_REQUIRED ACTION_
Your answer should be one number: how many lines of the records hold the string "PipelineConfig".

(Collected data)
|---|

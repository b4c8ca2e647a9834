//! fieldwise CLI: field resolution for regulatory filings.

use std::path::{Path, PathBuf};
use std::sync::Arc;

use clap::{Parser, Subcommand, ValueEnum};
use miette::{IntoDiagnostic, Result};

use fieldwise::config::{ConfigPaths, PipelineConfig};
use fieldwise::context::{Context, FieldValue};
use fieldwise::derive::{EmissionsRequest, GridTable};
use fieldwise::embed::HashEmbedder;
use fieldwise::extract::{ExtractedLabel, PlainTextSource, TextSource, source_for_path};
use fieldwise::pipeline::{Pipeline, PipelineRequest};
use fieldwise::vocab::Vocabulary;

#[derive(Parser)]
#[command(name = "fieldwise", version, about = "Field resolution for regulatory filings")]
struct Cli {
    /// Configuration file (default: $XDG_CONFIG_HOME/fieldwise/config.toml).
    #[arg(long, global = true)]
    config: Option<PathBuf>,

    /// Embedding backend for semantic resolution.
    #[arg(long, global = true, value_enum)]
    embedder: Option<EmbedderKind>,

    /// Canonical vocabulary TOML (`[[fields]]` with `id` and `synonyms`).
    #[arg(long, global = true)]
    vocabulary: Option<PathBuf>,

    /// Enable the Ollama backends regardless of the config file.
    #[arg(long, global = true)]
    ollama: bool,

    #[command(subcommand)]
    command: Commands,
}

#[derive(Clone, Copy, PartialEq, Eq, ValueEnum)]
enum EmbedderKind {
    /// Keyword strategy only.
    None,
    /// Offline character-trigram hashing.
    Hash,
    /// Ollama `/api/embed`.
    Ollama,
}

#[derive(Subcommand)]
enum Commands {
    /// Extract candidate field labels from a PDF or text file.
    Extract {
        /// Document path (.pdf, .txt, .md).
        file: PathBuf,

        /// Treat a text file as OCR output.
        #[arg(long)]
        ocr: bool,
    },

    /// Classify the intent of an utterance and extract its slots.
    Classify {
        /// Free-text request.
        utterance: String,
    },

    /// Resolve labels to values from known facts.
    Resolve {
        /// Label to resolve (repeatable).
        #[arg(long = "label")]
        labels: Vec<String>,

        /// Document whose extracted labels are resolved.
        #[arg(long)]
        document: Option<PathBuf>,

        /// JSON object of profile facts.
        #[arg(long)]
        profile: Option<PathBuf>,

        /// Profile fact as key=value (repeatable).
        #[arg(long = "set", value_parser = parse_fact)]
        facts: Vec<(String, FieldValue)>,
    },

    /// Estimate emissions from energy consumption.
    Emissions {
        /// Consumption in kWh.
        #[arg(long)]
        kwh: f64,

        /// Country code or name for the grid factor.
        #[arg(long)]
        country: Option<String>,

        /// Explicit grid factor in kg CO2 per kWh.
        #[arg(long)]
        grid_factor: Option<f64>,

        /// Include the upstream scope 3 share.
        #[arg(long)]
        scope3: bool,
    },

    /// Run a full pipeline request from a JSON file.
    Run {
        /// Request JSON (`utterance`, `labels`, `formId`, `pages`, `profile`).
        request: PathBuf,
    },

    /// Inspect or initialize the configuration.
    Config {
        #[command(subcommand)]
        action: ConfigAction,
    },
}

#[derive(Subcommand)]
enum ConfigAction {
    /// Print the effective configuration as TOML.
    Show,
    /// Print the default config file location.
    Path,
    /// Write a default config file.
    Init {
        /// Overwrite an existing file.
        #[arg(long)]
        force: bool,
    },
}

fn parse_fact(raw: &str) -> std::result::Result<(String, FieldValue), String> {
    let (key, value) = raw
        .split_once('=')
        .ok_or_else(|| format!("expected key=value, got '{raw}'"))?;
    let value = value.trim();
    let value = match value.parse::<f64>() {
        Ok(n) => FieldValue::Number(n),
        Err(_) => match value {
            "true" => FieldValue::Bool(true),
            "false" => FieldValue::Bool(false),
            _ => FieldValue::from(value),
        },
    };
    Ok((key.trim().to_string(), value))
}

fn config_path(cli: &Cli) -> Result<PathBuf> {
    match &cli.config {
        Some(path) => Ok(path.clone()),
        None => Ok(ConfigPaths::resolve()?.config_file()),
    }
}

fn load_config(cli: &Cli) -> Result<PipelineConfig> {
    let path = config_path(cli)?;
    let mut config = PipelineConfig::load_or_default(&path)?;
    if cli.ollama || cli.embedder == Some(EmbedderKind::Ollama) {
        config.ollama.enabled = true;
    }
    Ok(config)
}

fn build_pipeline(cli: &Cli) -> Result<Pipeline> {
    let mut pipeline = Pipeline::from_config(load_config(cli)?);
    if let Some(path) = &cli.vocabulary {
        let content = std::fs::read_to_string(path).into_diagnostic()?;
        pipeline = pipeline.with_vocabulary(Arc::new(Vocabulary::from_toml(&content)?));
    }
    Ok(match cli.embedder {
        Some(EmbedderKind::None) => pipeline.without_embedder(),
        Some(EmbedderKind::Hash) => pipeline.with_embedder(Arc::new(HashEmbedder::default())),
        Some(EmbedderKind::Ollama) | None => pipeline,
    })
}

fn read_labels(pipeline: &Pipeline, path: &Path, ocr: bool) -> Result<Vec<ExtractedLabel>> {
    let source: Box<dyn TextSource> = if ocr {
        Box::new(PlainTextSource::new(path).ocr())
    } else {
        source_for_path(path)?
    };
    Ok(pipeline.extract_from(source.as_ref()))
}

fn print_json<T: serde::Serialize>(value: &T) -> Result<()> {
    println!("{}", serde_json::to_string_pretty(value).into_diagnostic()?);
    Ok(())
}

fn main() -> Result<()> {
    miette::set_hook(Box::new(|_| {
        Box::new(
            miette::MietteHandlerOpts::new()
                .terminal_links(true)
                .unicode(true)
                .context_lines(3)
                .build(),
        )
    }))
    .ok(); // Ignore error if hook already set (e.g., in tests)

    tracing_subscriber::fmt()
        .with_env_filter(
            tracing_subscriber::EnvFilter::try_from_default_env()
                .unwrap_or_else(|_| tracing_subscriber::EnvFilter::new("info")),
        )
        .with_writer(std::io::stderr)
        .init();

    let cli = Cli::parse();

    match &cli.command {
        Commands::Extract { file, ocr } => {
            let pipeline = build_pipeline(&cli)?;
            let labels = read_labels(&pipeline, file, *ocr)?;
            print_json(&labels)?;
        }

        Commands::Classify { utterance } => {
            let pipeline = build_pipeline(&cli)?;
            print_json(&pipeline.classify_intent(utterance))?;
        }

        Commands::Resolve {
            labels,
            document,
            profile,
            facts,
        } => {
            let pipeline = build_pipeline(&cli)?;

            let mut all_labels = labels.clone();
            if let Some(path) = document {
                all_labels.extend(read_labels(&pipeline, path, false)?.into_iter().map(|l| l.text));
            }

            let mut ctx = Context::from_profile(facts.iter().map(|(k, v)| (k.as_str(), v.clone())));
            if let Some(path) = profile {
                let content = std::fs::read_to_string(path).into_diagnostic()?;
                let json: serde_json::Value = serde_json::from_str(&content).into_diagnostic()?;
                let Some(map) = json.as_object() else {
                    miette::bail!("profile {} is not a JSON object", path.display());
                };
                ctx.merge_profile_json(map);
            }

            let resolution = pipeline.resolve_fields(&all_labels, &ctx)?;
            print_json(&resolution)?;
        }

        Commands::Emissions {
            kwh,
            country,
            grid_factor,
            scope3,
        } => {
            let config = load_config(&cli)?;
            let mut request = EmissionsRequest::new(*kwh);
            request.country = country.clone();
            request.grid_factor = grid_factor.or(config.emissions.grid_factor);
            request.include_scope3 = *scope3 || config.emissions.include_scope3;

            let estimate = GridTable::from_config(&config.emissions).estimate(&request)?;
            print_json(&estimate)?;
        }

        Commands::Run { request } => {
            let pipeline = build_pipeline(&cli)?;
            let content = std::fs::read_to_string(request).into_diagnostic()?;
            let request: PipelineRequest = serde_json::from_str(&content).into_diagnostic()?;
            print_json(&pipeline.process(&request)?)?;
        }

        Commands::Config { action } => match action {
            ConfigAction::Show => {
                let config = load_config(&cli)?;
                print!("{}", config.to_toml_string()?);
            }
            ConfigAction::Path => {
                println!("{}", config_path(&cli)?.display());
            }
            ConfigAction::Init { force } => {
                let path = config_path(&cli)?;
                if path.exists() && !force {
                    miette::bail!(
                        "{} already exists (use --force to overwrite)",
                        path.display()
                    );
                }
                PipelineConfig::default().save(&path)?;
                println!("Wrote default configuration to {}", path.display());
            }
        },
    }

    Ok(())
}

|---|

_FINISHED TASK_
4